Un comité sénatorial se range dans le camp du Québec et du Manitoba: les deux provinces devraient avoir la latitude d'interdire la culture de cannabis à domicile comme elles le souhaitent, même si la loi fédérale permet d'en faire pousser jusqu'à quatre plants par foyer.

Un pas vers un affrontement législatif entre le Sénat et la Chambre des communes sur cette épineuse question a été franchi, lundi, le comité des affaires sociales, des sciences et de la technologie adoptant un amendement visant à écrire noir sur blanc ce droit à la prohibition.

L'amendement stipule que «la présente loi n'a pas pour effet de porter atteinte à l'application de toute disposition législative provinciale qui restreint davantage ou qui interdit la culture, la multiplication ou la récolte de plantes de cannabis dans une maison d'habitation».

La modification, qui a été adoptée avec division, donnerait «l'autorité aux provinces d'interdire la culture à domicile», a indiqué la sénatrice du groupe des indépendants qui l'a mise de l'avant, la Québécoise Chantal Petitclerc.

La sénatrice conservatrice Judith Seidman a dit appuyer «inconditionnellement» l'amendement découlant d'une demande du gouvernement québécois.
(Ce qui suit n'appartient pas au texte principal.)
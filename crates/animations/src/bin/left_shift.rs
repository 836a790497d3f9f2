//! Writes the left shift animation to `left_shift_utility.gif`.

use std::error::Error;

fn main() -> Result<(), Box<dyn Error>> {
    hedon_animations::init_logging();

    let animation = hedon_animations::left_shift()?;
    animation.run()?;

    println!("Saved animation as {}", animation.output());
    Ok(())
}
//! Animated visualizations of a discounted-utility curve.
//!
//! Each animation sweeps one parameter of the value function `V(t)`, computes
//! the instantaneous utility `U(t) = V(t)·W(t)` with `W(t) = 1 / (1 + k·t)`
//! over a fixed time grid, and writes one GIF frame per parameter value:
//!
//! - [`immediate_reward`] — an impulse reward of magnitude `R` at `t = 0`
//! - [`left_shift`] — the value function shifted left by `τ`
//! - [`time_compression`] — time scaled by a factor `α`
//!
//! Each has a matching binary that writes its GIF to the working directory.

mod animation;
mod error;
mod variants;

pub use animation::Animation;
pub use error::Error;
pub use variants::{FRAMES, immediate_reward, left_shift, time_compression};

use tracing_subscriber::{EnvFilter, fmt};

/// Initializes logging to stderr.
///
/// Use the `RUST_LOG` environment variable to override the default filter,
/// which is `warn` so that a normal run stays quiet.
pub fn init_logging() {
    let filter = EnvFilter::try_from_default_env().unwrap_or_else(|_| EnvFilter::new("warn"));

    fmt()
        .with_env_filter(filter)
        .with_writer(std::io::stderr)
        .with_target(false)
        .init();
}
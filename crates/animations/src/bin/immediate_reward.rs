//! Writes the immediate reward animation to `immediate_reward_utility.gif`.

use std::error::Error;

fn main() -> Result<(), Box<dyn Error>> {
    hedon_animations::init_logging();

    let animation = hedon_animations::immediate_reward()?;
    animation.run()?;

    println!("Saved animation as {}", animation.output());
    Ok(())
}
Car même si le fédéral a juré qu'il ne contesterait pas les lois provinciales, «un citoyen privé le fera assurément», a-t-elle plaidé.

Le Québec et le Manitoba ont tous deux déposé des projets de loi qui interdiraient la culture de la substance à domicile. Le premier ministre Justin Trudeau a plaidé, début mai, que l'approche fédérale était «la bonne» et que c'était ce qu'il s'attendait à ce que «les gens suivent».

Des dizaines de modifications à la mesure législative fédérale C-45 ont été mises de l'avant au fil de la réunion du comité sénatorial chargé de son étude. Un bon nombre d'entre elles émanaient du gouvernement libéral, mais elles étaient surtout de nature technique.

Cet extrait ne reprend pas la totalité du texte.